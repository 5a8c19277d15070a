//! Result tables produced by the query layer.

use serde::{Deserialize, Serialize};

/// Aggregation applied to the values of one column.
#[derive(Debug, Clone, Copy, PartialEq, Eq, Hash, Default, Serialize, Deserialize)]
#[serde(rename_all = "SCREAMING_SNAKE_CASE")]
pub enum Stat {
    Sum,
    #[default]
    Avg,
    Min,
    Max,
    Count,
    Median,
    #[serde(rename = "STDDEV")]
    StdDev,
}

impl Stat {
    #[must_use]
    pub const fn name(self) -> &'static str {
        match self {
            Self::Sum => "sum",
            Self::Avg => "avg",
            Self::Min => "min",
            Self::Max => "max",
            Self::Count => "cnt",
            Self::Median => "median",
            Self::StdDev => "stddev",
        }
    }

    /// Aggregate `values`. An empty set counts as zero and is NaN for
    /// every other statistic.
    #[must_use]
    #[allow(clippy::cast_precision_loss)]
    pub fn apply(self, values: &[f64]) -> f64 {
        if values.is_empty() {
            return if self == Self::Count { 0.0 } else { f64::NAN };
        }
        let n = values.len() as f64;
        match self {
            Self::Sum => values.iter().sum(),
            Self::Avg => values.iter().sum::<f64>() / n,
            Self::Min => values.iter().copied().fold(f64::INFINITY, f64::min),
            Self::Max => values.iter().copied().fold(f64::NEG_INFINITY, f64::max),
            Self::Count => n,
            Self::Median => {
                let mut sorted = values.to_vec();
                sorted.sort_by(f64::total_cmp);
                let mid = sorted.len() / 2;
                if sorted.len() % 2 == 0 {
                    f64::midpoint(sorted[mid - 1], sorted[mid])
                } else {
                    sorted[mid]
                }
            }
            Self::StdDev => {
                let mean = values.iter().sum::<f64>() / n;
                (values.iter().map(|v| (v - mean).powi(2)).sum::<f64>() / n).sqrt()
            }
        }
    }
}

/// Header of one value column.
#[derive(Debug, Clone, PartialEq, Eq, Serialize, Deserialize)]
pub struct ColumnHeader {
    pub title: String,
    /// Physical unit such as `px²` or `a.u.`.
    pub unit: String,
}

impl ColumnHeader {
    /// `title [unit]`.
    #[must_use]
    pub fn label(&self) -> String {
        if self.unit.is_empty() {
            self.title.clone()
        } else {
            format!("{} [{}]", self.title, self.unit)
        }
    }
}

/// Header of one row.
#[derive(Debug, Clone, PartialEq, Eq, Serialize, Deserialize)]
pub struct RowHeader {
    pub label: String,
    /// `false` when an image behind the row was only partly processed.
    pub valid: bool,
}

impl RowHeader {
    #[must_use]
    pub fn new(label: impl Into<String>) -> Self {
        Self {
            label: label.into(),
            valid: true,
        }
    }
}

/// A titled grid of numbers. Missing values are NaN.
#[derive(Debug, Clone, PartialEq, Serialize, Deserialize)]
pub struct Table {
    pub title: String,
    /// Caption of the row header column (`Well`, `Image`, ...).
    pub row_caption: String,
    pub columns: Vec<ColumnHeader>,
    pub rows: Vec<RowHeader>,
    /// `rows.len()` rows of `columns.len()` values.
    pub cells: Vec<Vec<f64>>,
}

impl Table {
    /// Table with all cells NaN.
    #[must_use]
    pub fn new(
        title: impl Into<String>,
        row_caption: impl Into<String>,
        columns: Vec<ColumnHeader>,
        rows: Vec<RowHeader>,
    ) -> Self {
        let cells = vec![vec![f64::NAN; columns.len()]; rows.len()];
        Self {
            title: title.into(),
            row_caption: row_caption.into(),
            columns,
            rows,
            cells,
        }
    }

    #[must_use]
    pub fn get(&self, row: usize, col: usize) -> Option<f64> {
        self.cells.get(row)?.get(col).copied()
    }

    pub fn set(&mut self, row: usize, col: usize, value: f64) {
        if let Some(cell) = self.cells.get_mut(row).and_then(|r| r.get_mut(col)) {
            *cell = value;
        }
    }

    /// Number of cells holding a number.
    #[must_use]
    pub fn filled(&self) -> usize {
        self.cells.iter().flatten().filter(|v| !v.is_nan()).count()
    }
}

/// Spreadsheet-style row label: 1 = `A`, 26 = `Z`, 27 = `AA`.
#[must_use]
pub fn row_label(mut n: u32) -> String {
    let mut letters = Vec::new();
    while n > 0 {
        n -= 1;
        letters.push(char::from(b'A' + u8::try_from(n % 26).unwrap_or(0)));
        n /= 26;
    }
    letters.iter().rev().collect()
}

☆ ☆ ☆ ☆

* [Task prompt]:
What belongs in the answer is each line of the listing that contains the word "String".

* [Written solution]:
    pub title: String,
    pub unit: String,
    pub fn label(&self) -> String {
    pub label: String,
    pub fn new(label: impl Into<String>) -> Self {
    pub title: String,
    pub row_caption: String,
        title: impl Into<String>,
        row_caption: impl Into<String>,
pub fn row_label(mut n: u32) -> String {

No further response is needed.